Exercise description: After locating the line with "persist snippets, keeping" in the data that follows, return it and every later line exactly, up to and including the line with "millisecond share one.".
+++ Data extracts
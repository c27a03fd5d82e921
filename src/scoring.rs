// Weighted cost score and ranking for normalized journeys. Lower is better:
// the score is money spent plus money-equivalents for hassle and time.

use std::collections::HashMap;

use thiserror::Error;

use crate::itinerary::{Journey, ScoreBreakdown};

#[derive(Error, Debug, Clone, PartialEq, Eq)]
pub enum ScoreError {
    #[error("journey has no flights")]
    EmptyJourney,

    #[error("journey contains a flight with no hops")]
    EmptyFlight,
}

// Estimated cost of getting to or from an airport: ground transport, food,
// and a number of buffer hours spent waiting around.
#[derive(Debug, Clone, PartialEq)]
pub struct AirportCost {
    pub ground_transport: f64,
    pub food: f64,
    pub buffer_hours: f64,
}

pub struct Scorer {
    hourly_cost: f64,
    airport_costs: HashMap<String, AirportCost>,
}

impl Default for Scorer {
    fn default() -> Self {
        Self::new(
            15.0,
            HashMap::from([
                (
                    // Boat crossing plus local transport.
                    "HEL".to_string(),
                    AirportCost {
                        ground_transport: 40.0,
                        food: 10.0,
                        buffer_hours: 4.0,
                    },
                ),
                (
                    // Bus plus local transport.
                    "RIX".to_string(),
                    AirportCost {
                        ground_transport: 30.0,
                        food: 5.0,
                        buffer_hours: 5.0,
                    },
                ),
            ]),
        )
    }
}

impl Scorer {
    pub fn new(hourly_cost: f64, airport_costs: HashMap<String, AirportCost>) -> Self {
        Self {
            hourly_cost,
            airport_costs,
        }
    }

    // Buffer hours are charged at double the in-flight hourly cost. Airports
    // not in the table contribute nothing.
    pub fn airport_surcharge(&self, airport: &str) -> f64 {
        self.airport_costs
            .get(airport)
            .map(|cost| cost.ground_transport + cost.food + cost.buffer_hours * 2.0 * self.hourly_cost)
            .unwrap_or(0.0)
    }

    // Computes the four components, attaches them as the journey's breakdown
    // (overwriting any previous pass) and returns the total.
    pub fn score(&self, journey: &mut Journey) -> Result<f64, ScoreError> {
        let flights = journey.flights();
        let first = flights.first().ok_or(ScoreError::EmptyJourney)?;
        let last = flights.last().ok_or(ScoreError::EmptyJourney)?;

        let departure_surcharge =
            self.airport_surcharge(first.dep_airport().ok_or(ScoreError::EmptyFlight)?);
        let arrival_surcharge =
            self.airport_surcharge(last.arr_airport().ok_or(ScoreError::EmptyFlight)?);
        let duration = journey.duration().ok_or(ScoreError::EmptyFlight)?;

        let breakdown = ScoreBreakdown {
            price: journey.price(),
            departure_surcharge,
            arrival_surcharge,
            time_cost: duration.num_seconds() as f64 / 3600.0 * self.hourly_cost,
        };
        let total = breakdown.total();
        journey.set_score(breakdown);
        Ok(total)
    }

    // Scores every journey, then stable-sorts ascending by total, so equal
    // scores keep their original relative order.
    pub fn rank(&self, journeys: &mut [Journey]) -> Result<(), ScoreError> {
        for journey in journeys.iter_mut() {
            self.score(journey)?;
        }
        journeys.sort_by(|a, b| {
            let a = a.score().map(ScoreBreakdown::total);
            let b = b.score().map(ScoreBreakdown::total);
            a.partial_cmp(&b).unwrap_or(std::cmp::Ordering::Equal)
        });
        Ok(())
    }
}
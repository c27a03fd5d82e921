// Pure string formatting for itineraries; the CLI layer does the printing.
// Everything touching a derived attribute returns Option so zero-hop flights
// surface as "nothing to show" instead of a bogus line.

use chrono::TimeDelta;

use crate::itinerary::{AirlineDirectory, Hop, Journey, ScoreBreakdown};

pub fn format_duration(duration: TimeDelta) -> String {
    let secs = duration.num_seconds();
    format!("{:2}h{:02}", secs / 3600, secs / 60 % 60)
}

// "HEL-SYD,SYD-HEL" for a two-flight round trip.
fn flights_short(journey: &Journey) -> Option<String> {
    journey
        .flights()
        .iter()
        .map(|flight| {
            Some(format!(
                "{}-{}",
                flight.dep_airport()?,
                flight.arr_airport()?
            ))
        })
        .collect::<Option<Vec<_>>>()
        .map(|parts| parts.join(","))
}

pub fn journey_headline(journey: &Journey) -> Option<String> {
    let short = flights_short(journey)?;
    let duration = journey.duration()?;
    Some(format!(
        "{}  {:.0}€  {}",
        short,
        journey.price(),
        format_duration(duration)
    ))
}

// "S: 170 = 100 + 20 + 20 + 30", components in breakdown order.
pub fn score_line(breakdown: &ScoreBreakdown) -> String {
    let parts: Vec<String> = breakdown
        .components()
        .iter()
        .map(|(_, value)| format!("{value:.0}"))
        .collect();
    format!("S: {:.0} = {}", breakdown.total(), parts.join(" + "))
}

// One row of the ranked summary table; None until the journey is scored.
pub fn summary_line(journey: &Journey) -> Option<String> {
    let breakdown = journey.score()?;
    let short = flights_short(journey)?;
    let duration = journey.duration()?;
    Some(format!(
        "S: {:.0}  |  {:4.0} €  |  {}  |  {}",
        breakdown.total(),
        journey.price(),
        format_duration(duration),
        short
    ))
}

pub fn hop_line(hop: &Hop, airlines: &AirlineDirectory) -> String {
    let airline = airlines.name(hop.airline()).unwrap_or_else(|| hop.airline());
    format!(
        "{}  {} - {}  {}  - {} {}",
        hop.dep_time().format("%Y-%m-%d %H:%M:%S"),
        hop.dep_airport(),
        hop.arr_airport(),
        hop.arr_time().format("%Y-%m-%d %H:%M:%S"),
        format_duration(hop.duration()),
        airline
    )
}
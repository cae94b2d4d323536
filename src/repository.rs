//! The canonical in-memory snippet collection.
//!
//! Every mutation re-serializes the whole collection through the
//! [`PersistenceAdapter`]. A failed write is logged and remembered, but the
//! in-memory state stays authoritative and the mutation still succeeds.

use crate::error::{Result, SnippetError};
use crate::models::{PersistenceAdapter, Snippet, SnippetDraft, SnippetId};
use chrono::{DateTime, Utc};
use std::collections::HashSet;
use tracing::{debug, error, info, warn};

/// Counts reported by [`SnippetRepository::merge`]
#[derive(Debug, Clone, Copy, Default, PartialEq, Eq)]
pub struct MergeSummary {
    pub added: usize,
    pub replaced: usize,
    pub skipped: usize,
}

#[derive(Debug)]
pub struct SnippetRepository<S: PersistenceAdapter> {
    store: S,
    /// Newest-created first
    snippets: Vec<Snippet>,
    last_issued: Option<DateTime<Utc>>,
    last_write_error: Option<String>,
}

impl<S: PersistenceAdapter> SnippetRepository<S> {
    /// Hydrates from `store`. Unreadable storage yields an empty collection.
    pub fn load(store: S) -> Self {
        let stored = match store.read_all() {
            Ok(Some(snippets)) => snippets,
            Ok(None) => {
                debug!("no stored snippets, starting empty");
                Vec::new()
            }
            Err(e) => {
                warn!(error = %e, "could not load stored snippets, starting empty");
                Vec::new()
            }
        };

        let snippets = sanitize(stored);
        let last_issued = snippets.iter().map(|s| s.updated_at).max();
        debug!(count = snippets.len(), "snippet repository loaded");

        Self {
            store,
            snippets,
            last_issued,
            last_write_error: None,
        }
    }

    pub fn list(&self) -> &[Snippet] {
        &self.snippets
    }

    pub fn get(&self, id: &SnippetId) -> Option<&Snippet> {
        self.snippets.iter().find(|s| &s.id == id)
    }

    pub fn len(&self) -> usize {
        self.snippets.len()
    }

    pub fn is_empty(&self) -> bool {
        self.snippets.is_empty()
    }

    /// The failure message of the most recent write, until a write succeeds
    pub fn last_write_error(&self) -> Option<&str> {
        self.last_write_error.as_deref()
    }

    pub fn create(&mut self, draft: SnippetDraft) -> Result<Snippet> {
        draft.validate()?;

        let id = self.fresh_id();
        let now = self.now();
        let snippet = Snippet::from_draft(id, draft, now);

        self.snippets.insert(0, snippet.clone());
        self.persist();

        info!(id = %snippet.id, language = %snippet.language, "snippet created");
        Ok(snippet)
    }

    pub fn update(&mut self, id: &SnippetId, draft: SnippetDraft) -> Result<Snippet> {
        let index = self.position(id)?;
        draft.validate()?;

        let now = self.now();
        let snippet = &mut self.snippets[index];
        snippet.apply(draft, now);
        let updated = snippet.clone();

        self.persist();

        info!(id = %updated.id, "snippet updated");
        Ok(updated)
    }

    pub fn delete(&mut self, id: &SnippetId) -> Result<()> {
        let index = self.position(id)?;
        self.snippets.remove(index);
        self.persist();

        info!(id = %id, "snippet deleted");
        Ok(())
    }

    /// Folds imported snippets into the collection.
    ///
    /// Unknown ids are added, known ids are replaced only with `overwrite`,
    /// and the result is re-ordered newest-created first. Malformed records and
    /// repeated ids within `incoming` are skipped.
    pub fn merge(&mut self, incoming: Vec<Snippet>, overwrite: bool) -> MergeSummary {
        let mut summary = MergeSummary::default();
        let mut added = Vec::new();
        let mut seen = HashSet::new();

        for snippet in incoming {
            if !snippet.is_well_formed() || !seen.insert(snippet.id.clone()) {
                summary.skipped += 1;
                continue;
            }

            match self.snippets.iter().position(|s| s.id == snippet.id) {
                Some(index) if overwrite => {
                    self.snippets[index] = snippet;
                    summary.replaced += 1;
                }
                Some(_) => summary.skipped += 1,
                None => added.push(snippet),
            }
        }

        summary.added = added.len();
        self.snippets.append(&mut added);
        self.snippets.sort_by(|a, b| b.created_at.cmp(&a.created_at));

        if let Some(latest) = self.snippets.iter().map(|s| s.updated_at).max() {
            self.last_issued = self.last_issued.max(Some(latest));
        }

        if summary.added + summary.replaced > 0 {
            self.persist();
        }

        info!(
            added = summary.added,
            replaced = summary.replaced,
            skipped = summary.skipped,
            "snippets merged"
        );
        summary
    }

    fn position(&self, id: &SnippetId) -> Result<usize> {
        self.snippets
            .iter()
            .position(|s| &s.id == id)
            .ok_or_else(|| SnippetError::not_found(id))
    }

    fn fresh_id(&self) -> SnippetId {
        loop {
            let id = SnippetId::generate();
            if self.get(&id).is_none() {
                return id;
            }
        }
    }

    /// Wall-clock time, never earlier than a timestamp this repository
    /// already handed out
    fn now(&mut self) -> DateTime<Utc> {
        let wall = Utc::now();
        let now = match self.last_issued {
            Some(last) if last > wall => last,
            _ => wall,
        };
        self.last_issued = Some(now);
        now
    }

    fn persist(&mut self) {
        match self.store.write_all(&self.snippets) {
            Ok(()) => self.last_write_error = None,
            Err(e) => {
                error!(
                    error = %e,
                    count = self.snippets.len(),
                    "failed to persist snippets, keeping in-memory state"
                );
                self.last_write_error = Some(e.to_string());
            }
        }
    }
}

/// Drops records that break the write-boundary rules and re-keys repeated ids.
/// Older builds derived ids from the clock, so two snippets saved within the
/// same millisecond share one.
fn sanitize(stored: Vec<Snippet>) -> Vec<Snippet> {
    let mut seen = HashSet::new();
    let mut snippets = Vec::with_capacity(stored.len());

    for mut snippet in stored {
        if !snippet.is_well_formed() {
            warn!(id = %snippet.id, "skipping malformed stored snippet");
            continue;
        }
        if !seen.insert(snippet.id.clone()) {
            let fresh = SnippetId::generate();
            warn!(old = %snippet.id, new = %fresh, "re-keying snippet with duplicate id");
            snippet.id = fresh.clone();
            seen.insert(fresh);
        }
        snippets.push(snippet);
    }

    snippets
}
++++++
The completed task:
                    "failed to persist snippets, keeping in-memory state"
                );
                self.last_write_error = Some(e.to_string());
            }
        }
    }
}

/// Drops records that break the write-boundary rules and re-keys repeated ids.
/// Older builds derived ids from the clock, so two snippets saved within the
/// same millisecond share one.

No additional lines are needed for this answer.